【11月11日 AFP】「銃による暴力」が登場するシーンが米国の映画で急増しており、特に1985年以降、映画視聴の年齢制限審査で13歳以上に適するとされた映画で3倍に増加したとする研究が11日の米小児科専門誌「ピディアトリクス(Pediatrics)」に掲載された。
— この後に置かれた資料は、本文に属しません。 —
//! TCP fan-out of ERD results

use crate::error::{ErdError, Result};
use crate::types::ErdResult;
use crossbeam_channel::{bounded, Sender, TrySendError};
use std::io::{ErrorKind, Write};
use std::net::{Shutdown, SocketAddr, TcpListener, TcpStream};
use std::sync::atomic::{AtomicBool, AtomicU64, Ordering};
use std::sync::{Arc, Mutex, MutexGuard};
use std::thread::JoinHandle;
use std::time::Duration;

/// How often the accept thread checks the running flag
const ACCEPT_POLL_INTERVAL: Duration = Duration::from_millis(10);

/// A stuck consumer socket is abandoned after this long
const WRITE_TIMEOUT: Duration = Duration::from_secs(2);

struct Consumer {
    id: u64,
    peer: SocketAddr,
    tx: Sender<Arc<str>>,
    alive: Arc<AtomicBool>,
    socket: Option<TcpStream>,
    writer: Option<JoinHandle<()>>,
}

impl Consumer {
    /// Close the queue so the writer flushes what is left and exits.
    fn release(self) -> (Option<JoinHandle<()>>, Option<TcpStream>) {
        let Consumer {
            tx, writer, socket, ..
        } = self;
        drop(tx);
        (writer, socket)
    }
}

struct Shared {
    consumers: Mutex<Vec<Consumer>>,
    queue_capacity: usize,
    next_id: AtomicU64,
    dropped: AtomicU64,
}

impl Shared {
    fn consumers(&self) -> MutexGuard<'_, Vec<Consumer>> {
        self.consumers.lock().unwrap_or_else(|e| e.into_inner())
    }

    fn register(&self, stream: TcpStream, peer: SocketAddr) -> std::io::Result<()> {
        stream.set_nonblocking(false)?;
        stream.set_nodelay(true)?;
        stream.set_write_timeout(Some(WRITE_TIMEOUT))?;
        let socket = stream.try_clone()?;

        let id = self.next_id.fetch_add(1, Ordering::Relaxed);
        let (tx, rx) = bounded::<Arc<str>>(self.queue_capacity);
        let alive = Arc::new(AtomicBool::new(true));
        let writer_alive = alive.clone();

        let writer = std::thread::Builder::new()
            .name(format!("consumer-{id}"))
            .spawn(move || {
                let mut stream = stream;
                for line in rx.iter() {
                    if let Err(e) = stream.write_all(line.as_bytes()) {
                        tracing::debug!("Consumer {} ({}) write failed: {}", id, peer, e);
                        break;
                    }
                }
                writer_alive.store(false, Ordering::Relaxed);
                let _ = stream.shutdown(Shutdown::Both);
            })?;

        // Registration and broadcast share the lock, so a new consumer only
        // sees results broadcast after this point.
        self.consumers().push(Consumer {
            id,
            peer,
            tx,
            alive,
            socket: Some(socket),
            writer: Some(writer),
        });
        tracing::info!("Consumer {} connected from {}", id, peer);
        Ok(())
    }
}

/// Accepts consumers and pushes each result to all of them as one JSON line.
///
/// Each consumer has its own writer thread and bounded queue. A consumer
/// whose queue is full is disconnected on the spot rather than slowing the
/// computation loop.
pub struct BroadcastServer {
    local_addr: SocketAddr,
    shared: Arc<Shared>,
    running: Arc<AtomicBool>,
    accept_handle: Option<JoinHandle<()>>,
    sent: u64,
}

impl BroadcastServer {
    /// Bind to `host:port` and start accepting consumers. Port 0 picks a free port.
    pub fn bind(host: &str, port: u16, queue_capacity: usize) -> Result<Self> {
        let listener = TcpListener::bind((host, port)).map_err(|e| {
            ErdError::Broadcast(format!("Failed to bind {}:{}: {}", host, port, e))
        })?;
        listener.set_nonblocking(true)?;
        let local_addr = listener.local_addr()?;

        let shared = Arc::new(Shared {
            consumers: Mutex::new(Vec::new()),
            queue_capacity: queue_capacity.max(1),
            next_id: AtomicU64::new(1),
            dropped: AtomicU64::new(0),
        });
        let running = Arc::new(AtomicBool::new(true));

        let accept_shared = shared.clone();
        let accept_running = running.clone();
        let accept_handle = std::thread::Builder::new()
            .name("broadcast-accept".into())
            .spawn(move || accept_loop(listener, accept_shared, accept_running))?;

        tracing::info!("Broadcasting results on {}", local_addr);
        Ok(Self {
            local_addr,
            shared,
            running,
            accept_handle: Some(accept_handle),
            sent: 0,
        })
    }

    pub fn local_addr(&self) -> SocketAddr {
        self.local_addr
    }

    /// Currently registered consumers
    pub fn consumer_count(&self) -> usize {
        self.shared
            .consumers()
            .iter()
            .filter(|c| c.alive.load(Ordering::Relaxed))
            .count()
    }

    /// Consumers disconnected because they fell behind
    pub fn dropped_consumers(&self) -> u64 {
        self.shared.dropped.load(Ordering::Relaxed)
    }

    /// Results broadcast so far
    pub fn sent(&self) -> u64 {
        self.sent
    }

    /// Serialize `result` once and queue it for every consumer.
    ///
    /// Returns how many consumers it was queued for.
    pub fn broadcast(&mut self, result: &ErdResult) -> Result<usize> {
        let mut line = serde_json::to_string(result)
            .map_err(|e| ErdError::Serialization(e.to_string()))?;
        line.push('\n');
        let line: Arc<str> = Arc::from(line);
        self.sent += 1;

        let mut consumers = self.shared.consumers();
        let mut delivered = 0;
        let mut removed = Vec::new();
        let mut i = 0;
        while i < consumers.len() {
            let consumer = &consumers[i];
            let keep = if !consumer.alive.load(Ordering::Relaxed) {
                tracing::debug!("Consumer {} ({}) went away", consumer.id, consumer.peer);
                false
            } else {
                match consumer.tx.try_send(line.clone()) {
                    Ok(()) => {
                        delivered += 1;
                        true
                    }
                    Err(TrySendError::Full(_)) => {
                        tracing::debug!(
                            "Consumer {} ({}) is too slow, disconnecting",
                            consumer.id,
                            consumer.peer
                        );
                        self.shared.dropped.fetch_add(1, Ordering::Relaxed);
                        false
                    }
                    Err(TrySendError::Disconnected(_)) => false,
                }
            };
            if keep {
                i += 1;
            } else {
                removed.push(consumers.swap_remove(i));
            }
        }
        drop(consumers);

        // Writer threads are detached here; a closed socket ends them promptly.
        for mut consumer in removed {
            if let Some(socket) = consumer.socket.take() {
                let _ = socket.shutdown(Shutdown::Both);
            }
        }
        Ok(delivered)
    }

    /// Stop accepting and close every consumer connection.
    pub fn shutdown(&mut self) {
        if !self.running.swap(false, Ordering::Relaxed) {
            return;
        }
        if let Some(handle) = self.accept_handle.take() {
            let _ = handle.join();
        }
        let consumers: Vec<Consumer> = self.shared.consumers().drain(..).collect();
        let count = consumers.len();
        // Every writer drains concurrently; waiting is bounded by the slowest one
        let released: Vec<_> = consumers.into_iter().map(Consumer::release).collect();
        for (writer, socket) in released {
            if let Some(writer) = writer {
                let _ = writer.join();
            }
            if let Some(socket) = socket {
                let _ = socket.shutdown(Shutdown::Both);
            }
        }
        tracing::info!("Broadcast server closed ({} consumers disconnected)", count);
    }

    #[cfg(test)]
    fn attach_queue(&self, capacity: usize) -> crossbeam_channel::Receiver<Arc<str>> {
        let (tx, rx) = bounded(capacity);
        self.shared.consumers().push(Consumer {
            id: self.shared.next_id.fetch_add(1, Ordering::Relaxed),
            peer: self.local_addr,
            tx,
            alive: Arc::new(AtomicBool::new(true)),
            socket: None,
            writer: None,
        });
        rx
    }

    /// Consumer whose writer takes `linger` to finish after its queue closes.
    #[cfg(test)]
    fn attach_lingering_writer(&self, linger: Duration) {
        let (tx, rx) = bounded::<Arc<str>>(4);
        let writer = std::thread::spawn(move || {
            for _ in rx.iter() {}
            std::thread::sleep(linger);
        });
        self.shared.consumers().push(Consumer {
            id: self.shared.next_id.fetch_add(1, Ordering::Relaxed),
            peer: self.local_addr,
            tx,
            alive: Arc::new(AtomicBool::new(true)),
            socket: None,
            writer: Some(writer),
        });
    }
}

impl Drop for BroadcastServer {
    fn drop(&mut self) {
        self.shutdown();
    }
}

fn accept_loop(listener: TcpListener, shared: Arc<Shared>, running: Arc<AtomicBool>) {
    while running.load(Ordering::Relaxed) {
        match listener.accept() {
            Ok((stream, peer)) => {
                if let Err(e) = shared.register(stream, peer) {
                    tracing::warn!("Failed to register consumer {}: {}", peer, e);
                }
            }
            Err(e) if e.kind() == ErrorKind::WouldBlock => {
                std::thread::sleep(ACCEPT_POLL_INTERVAL);
            }
            Err(e) => {
                tracing::warn!("Accept failed: {}", e);
                std::thread::sleep(ACCEPT_POLL_INTERVAL);
            }
        }
    }
}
 米国とオランダの大学の研究者が発表した同報告によると、2012年に「PG-13」指定(13歳未満の視聴には親の厳重な注意が必要)された映画では、同年「R」指定(17歳未満の視聴には成人保護者の同伴が必要)された映画よりも、銃による暴力のシーンが多かったという。

■PG-13映画で増える「銃による暴力」

 研究チームは、1950~2012年までの各年のトップ30映画から選んだ計945本について、銃による暴力のシーンの数を調査。「銃による暴力」は、生きた標的に命中する発砲と定義した。携行式ロケット弾や迫撃砲、また狩りのシーンも除外された。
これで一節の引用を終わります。